• Your task: Write out, word for word, only the data from its first line to the line containing "String, field: Option<String>".

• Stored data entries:

.....

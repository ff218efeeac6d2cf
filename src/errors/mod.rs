//! # Error Handling
//!
//! Crate-wide error type for the meridian control plane.
//!
//! Every failure carries a retry classification. Validators and processors only
//! report errors; reconcilers decide whether to requeue by asking
//! [`Error::retry_after`]. Several independent faults found in one pass are
//! collected into an [`ErrorAggregate`].

pub mod retryable;

use std::time::Duration;

pub use retryable::{ErrorAggregate, CONFLICT_BACKOFF, REFERENCE_BACKOFF, STORE_BACKOFF};

/// Custom result type for meridian operations
pub type Result<T> = std::result::Result<T, Error>;

/// Main error type for the meridian control plane
#[derive(thiserror::Error, Debug)]
pub enum Error {
    /// Configuration errors
    #[error("Configuration error: {0}")]
    Config(String),

    /// A resource spec violates a supported-field constraint. Never retried.
    #[error("Validation error: {message}")]
    Validation { message: String, field: Option<String> },

    /// A resource refers to a peer that does not exist or is not admitted yet.
    #[error("{kind} {name}: {message}")]
    Reference { kind: String, name: String, message: String, after: Duration },

    /// Object was not found in the store
    #[error("{kind} {name} not found")]
    NotFound { kind: String, name: String },

    /// Optimistic concurrency failure against the object store
    #[error("Conflict: {0}")]
    Conflict(String),

    /// Transient object store failure
    #[error("Object store error: {message}")]
    Store { message: String, after: Duration },

    /// Several independent faults reported at once
    #[error(transparent)]
    Aggregate(#[from] ErrorAggregate),

    /// I/O errors
    #[error("I/O error: {0}")]
    Io(#[from] std::io::Error),

    /// Serialization errors
    #[error("Serialization error: {0}")]
    Serialization(String),

    /// Internal invariant violations
    #[error("Internal error: {0}")]
    Internal(String),
}

impl Error {
    /// Create a new configuration error
    pub fn config<S: Into<String>>(message: S) -> Self {
        Self::Config(message.into())
    }

    /// Create a new structural validation error
    pub fn validation<S: Into<String>>(message: S) -> Self {
        Self::Validation { message: message.into(), field: None }
    }

    /// Create a validation error tied to a specific field path
    pub fn validation_field<S: Into<String>, F: Into<String>>(message: S, field: F) -> Self {
        Self::Validation { message: message.into(), field: Some(field.into()) }
    }

    /// Create a reference error with the default reference backoff
    pub fn reference<K, N, M>(kind: K, name: N, message: M) -> Self
    where
        K: Into<String>,
        N: Into<String>,
        M: Into<String>,
    {
        Self::Reference {
            kind: kind.into(),
            name: name.into(),
            message: message.into(),
            after: REFERENCE_BACKOFF,
        }
    }

    /// Create a not found error
    pub fn not_found<K: Into<String>, N: Into<String>>(kind: K, name: N) -> Self {
        Self::NotFound { kind: kind.into(), name: name.into() }
    }

    /// Create a new conflict error
    pub fn conflict<S: Into<String>>(message: S) -> Self {
        Self::Conflict(message.into())
    }

    /// Create a transient store error with the default store backoff
    pub fn store<S: Into<String>>(message: S) -> Self {
        Self::Store { message: message.into(), after: STORE_BACKOFF }
    }

    /// Create a new internal error
    pub fn internal<S: Into<String>>(message: S) -> Self {
        Self::Internal(message.into())
    }

    /// Backoff before the failed operation should be attempted again.
    ///
    /// `None` means the error is terminal for this cycle.
    pub fn retry_after(&self) -> Option<Duration> {
        match self {
            Self::Reference { after, .. } | Self::Store { after, .. } => Some(*after),
            Self::Conflict(_) => Some(CONFLICT_BACKOFF),
            Self::Aggregate(aggregate) => aggregate.after(),
            _ => None,
        }
    }

    /// Check if this error is worth retrying
    pub fn is_retryable(&self) -> bool {
        self.retry_after().is_some()
    }

    /// NotFound from the store means there is nothing left to converge.
    pub fn is_not_found(&self) -> bool {
        matches!(self, Self::NotFound { .. })
    }

    /// Human readable reason suitable for a status condition
    pub fn reason(&self) -> &'static str {
        match self {
            Self::Validation { .. } => "Invalid",
            Self::Reference { .. } => "ReferenceNotFound",
            Self::NotFound { .. } => "NotFound",
            Self::Aggregate(aggregate) if aggregate.is_retryable() => "ReferenceNotFound",
            Self::Aggregate(_) => "Invalid",
            _ => "Error",
        }
    }
}

impl From<validator::ValidationErrors> for Error {
    fn from(err: validator::ValidationErrors) -> Self {
        Self::validation(err.to_string())
    }
}

impl From<config::ConfigError> for Error {
    fn from(err: config::ConfigError) -> Self {
        Self::config(err.to_string())
    }
}

impl From<serde_yaml::Error> for Error {
    fn from(err: serde_yaml::Error) -> Self {
        Self::Serialization(err.to_string())
    }
}

impl From<serde_json::Error> for Error {
    fn from(err: serde_json::Error) -> Self {
        Self::Serialization(err.to_string())
    }
}

#[cfg(test)]
mod tests {
    use super::*;

    #[test]
    fn test_error_creation() {
        let config_error = Error::config("Invalid configuration");
        assert!(matches!(config_error, Error::Config(_)));

        let validation_error = Error::validation_field("duplicate port 80", "spec.listeners");
        assert!(
            matches!(validation_error, Error::Validation { field: Some(ref f), .. } if f == "spec.listeners")
        );

        let reference_error = Error::reference("Service", "default/echo", "not found");
        assert!(matches!(reference_error, Error::Reference { .. }));
    }

    #[test]
    fn test_retry_classification() {
        assert!(Error::reference("GatewayClass", "contour", "not admitted").is_retryable());
        assert!(Error::store("connection reset").is_retryable());
        assert!(Error::conflict("stale resource version").is_retryable());
        assert!(!Error::validation("unsupported path type").is_retryable());
        assert!(!Error::internal("bad state").is_retryable());
        assert!(!Error::not_found("Gateway", "default/gw").is_retryable());
    }

    #[test]
    fn test_error_display() {
        let error = Error::not_found("Service", "default/echo");
        assert_eq!(error.to_string(), "Service default/echo not found");

        let error = Error::reference("Service", "default/echo", "service does not exist");
        assert_eq!(error.to_string(), "Service default/echo: service does not exist");
    }

    #[test]
    fn test_not_found_detection() {
        assert!(Error::not_found("Envoy", "projectcontour/envoy").is_not_found());
        assert!(!Error::store("timeout").is_not_found());
    }
}
//! # Configuration Settings
//!
//! Defines the configuration structure for the meridian control plane.

use crate::errors::{Error, Result};
use serde::{Deserialize, Serialize};
use std::time::Duration;
use validator::Validate;

/// Main application configuration
#[derive(Debug, Clone, Serialize, Deserialize, Validate, Default)]
#[serde(default)]
pub struct AppConfig {
    /// Observability configuration
    #[validate(nested)]
    pub observability: ObservabilityConfig,

    /// Rebuild holdoff configuration
    #[validate(nested)]
    pub scheduler: SchedulerConfig,

    /// Controller identity and watched gateway
    #[validate(nested)]
    pub controller: ControllerConfig,

    /// Snapshot translation settings
    #[validate(nested)]
    pub snapshot: SnapshotConfig,
}

impl AppConfig {
    /// Validate the entire configuration
    pub fn validate(&self) -> Result<()> {
        Validate::validate(self).map_err(Error::from)?;

        self.validate_custom()?;

        Ok(())
    }

    /// Cross-field checks the validator derive cannot express
    fn validate_custom(&self) -> Result<()> {
        if self.scheduler.holdoff_max_delay_ms < self.scheduler.holdoff_delay_ms {
            return Err(Error::validation_field(
                "Maximum holdoff must not be shorter than the holdoff delay",
                "scheduler.holdoff_max_delay_ms",
            ));
        }

        if self.controller.gateway_namespace.is_empty() != self.controller.gateway_name.is_empty() {
            return Err(Error::validation_field(
                "Gateway namespace and name must be set together",
                "controller.gateway_name",
            ));
        }

        Ok(())
    }
}

/// Observability configuration for logging and metrics
#[derive(Debug, Clone, Serialize, Deserialize, Validate)]
#[serde(default)]
pub struct ObservabilityConfig {
    /// Enable metrics collection
    pub enable_metrics: bool,

    /// Metrics server port (0 = disabled)
    #[validate(range(max = 65535, message = "Metrics port must be <= 65535"))]
    pub metrics_port: u16,

    /// Service name attached to metrics
    #[validate(length(min = 1, message = "Service name cannot be empty"))]
    pub service_name: String,

    /// Log level (trace, debug, info, warn, error)
    #[validate(length(min = 1, message = "Log level cannot be empty"))]
    pub log_level: String,

    /// Enable JSON structured logging
    pub json_logging: bool,
}

impl Default for ObservabilityConfig {
    fn default() -> Self {
        Self {
            enable_metrics: false,
            metrics_port: 8000,
            service_name: "meridian".to_string(),
            log_level: "info".to_string(),
            json_logging: false,
        }
    }
}

impl ObservabilityConfig {
    /// Get metrics bind address (None if disabled)
    pub fn metrics_bind_address(&self) -> Option<String> {
        if self.metrics_port == 0 {
            None
        } else {
            Some(format!("0.0.0.0:{}", self.metrics_port))
        }
    }
}

/// Debounce windows for DAG rebuilds
#[derive(Debug, Clone, Serialize, Deserialize, Validate)]
#[serde(default)]
pub struct SchedulerConfig {
    /// Quiet period after the last notification before rebuilding
    #[validate(range(min = 1, max = 10000, message = "Holdoff delay must be between 1 and 10000 ms"))]
    pub holdoff_delay_ms: u64,

    /// Upper bound on how long a burst may postpone a rebuild
    #[validate(range(
        min = 1,
        max = 60000,
        message = "Maximum holdoff must be between 1 and 60000 ms"
    ))]
    pub holdoff_max_delay_ms: u64,
}

impl Default for SchedulerConfig {
    fn default() -> Self {
        Self { holdoff_delay_ms: 100, holdoff_max_delay_ms: 500 }
    }
}

impl SchedulerConfig {
    pub fn holdoff_delay(&self) -> Duration {
        Duration::from_millis(self.holdoff_delay_ms)
    }

    pub fn holdoff_max_delay(&self) -> Duration {
        Duration::from_millis(self.holdoff_max_delay_ms)
    }
}

/// Controller identity and the gateway it serves
#[derive(Debug, Clone, Serialize, Deserialize, Validate)]
#[serde(default)]
pub struct ControllerConfig {
    /// Value GatewayClasses must carry in `controller` to be owned by us
    #[validate(length(min = 1, message = "Controller name cannot be empty"))]
    pub controller_name: String,

    /// Namespace of the gateway whose routes are programmed
    pub gateway_namespace: String,

    /// Name of the gateway whose routes are programmed
    pub gateway_name: String,

    /// Capacity of each per-kind work queue
    #[validate(range(min = 1, max = 65536, message = "Queue depth must be between 1 and 65536"))]
    pub queue_depth: usize,
}

impl Default for ControllerConfig {
    fn default() -> Self {
        Self {
            controller_name: "meridian.dev/gateway-controller".to_string(),
            gateway_namespace: "projectcontour".to_string(),
            gateway_name: "contour".to_string(),
            queue_depth: 1024,
        }
    }
}

/// Settings that shape generated Envoy resources
#[derive(Debug, Clone, Serialize, Deserialize, Validate)]
#[serde(default)]
pub struct SnapshotConfig {
    /// Upstream connect timeout in milliseconds
    #[validate(range(min = 1, max = 300000, message = "Connect timeout must be between 1 and 300000 ms"))]
    pub connect_timeout_ms: u64,

    /// DNS suffix used to address Services from the data plane
    #[validate(length(min = 1, message = "Cluster domain cannot be empty"))]
    pub cluster_domain: String,

    /// Port of the plaintext HTTP listener
    #[validate(range(min = 1, max = 65535, message = "Port must be between 1 and 65535"))]
    pub http_listener_port: u32,

    /// Port of the TLS listener
    #[validate(range(min = 1, max = 65535, message = "Port must be between 1 and 65535"))]
    pub https_listener_port: u32,
}

impl Default for SnapshotConfig {
    fn default() -> Self {
        Self {
            connect_timeout_ms: 2000,
            cluster_domain: "cluster.local".to_string(),
            http_listener_port: 8080,
            https_listener_port: 8443,
        }
    }
}

impl SnapshotConfig {
    pub fn connect_timeout(&self) -> Duration {
        Duration::from_millis(self.connect_timeout_ms)
    }
}
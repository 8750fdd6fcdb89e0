//! Phase execution engine and durable record store for SRF cavity
//! commissioning.
//!
//! A commissioning procedure is a sequence of named phases (cold landing,
//! piezo pre-RF checkout, ...), each broken into ordered steps that can fail
//! transiently, be skipped, or be aborted by the operator. This crate
//! provides the generic machinery:
//! - [`engine`] — the step driver with uniform retry/abort/skip policy
//! - [`model`] — the record and checkpoint audit-trail data model
//! - [`database`] — SQLite persistence that survives process restarts
//!
//! Concrete phases live with the hardware code: they implement
//! [`PhaseExecutor`] and are handed to a [`PhaseRunner`]. An external
//! orchestrator decides which phase runs next and persists the record
//! before and after each run.

pub mod database;
pub mod engine;
pub mod errors;
pub mod model;

pub use database::{CommissioningDatabase, DatabaseStats};
pub use engine::{
    MAX_RETRIES_PER_STEP, PhaseContext, PhaseExecutor, PhaseResult, PhaseRunner, PhaseStepResult,
};
pub use errors::PhaseError;
pub use model::{CommissioningPhase, CommissioningRecord, PhaseCheckpoint, PhaseStatus};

.....

• Solution to this exercise:
repository ff218efeeac6d2cf
filename src/errors/mod.rs
//! # Error Handling
//!
//! Crate-wide error type for the meridian control plane.
//!
//! Every failure carries a retry classification. Validators and processors only
//! report errors; reconcilers decide whether to requeue by asking
//! [`Error::retry_after`]. Several independent faults found in one pass are
//! collected into an [`ErrorAggregate`].

pub mod retryable;

use std::time::Duration;

pub use retryable::{ErrorAggregate, CONFLICT_BACKOFF, REFERENCE_BACKOFF, STORE_BACKOFF};

/// Custom result type for meridian operations
pub type Result<T> = std::result::Result<T, Error>;

/// Main error type for the meridian control plane
#[derive(thiserror::Error, Debug)]
pub enum Error {
    /// Configuration errors
    #[error("Configuration error: {0}")]
    Config(String),

    /// A resource spec violates a supported-field constraint. Never retried.
    #[error("Validation error: {message}")]
    Validation { message: String, field: Option<String> },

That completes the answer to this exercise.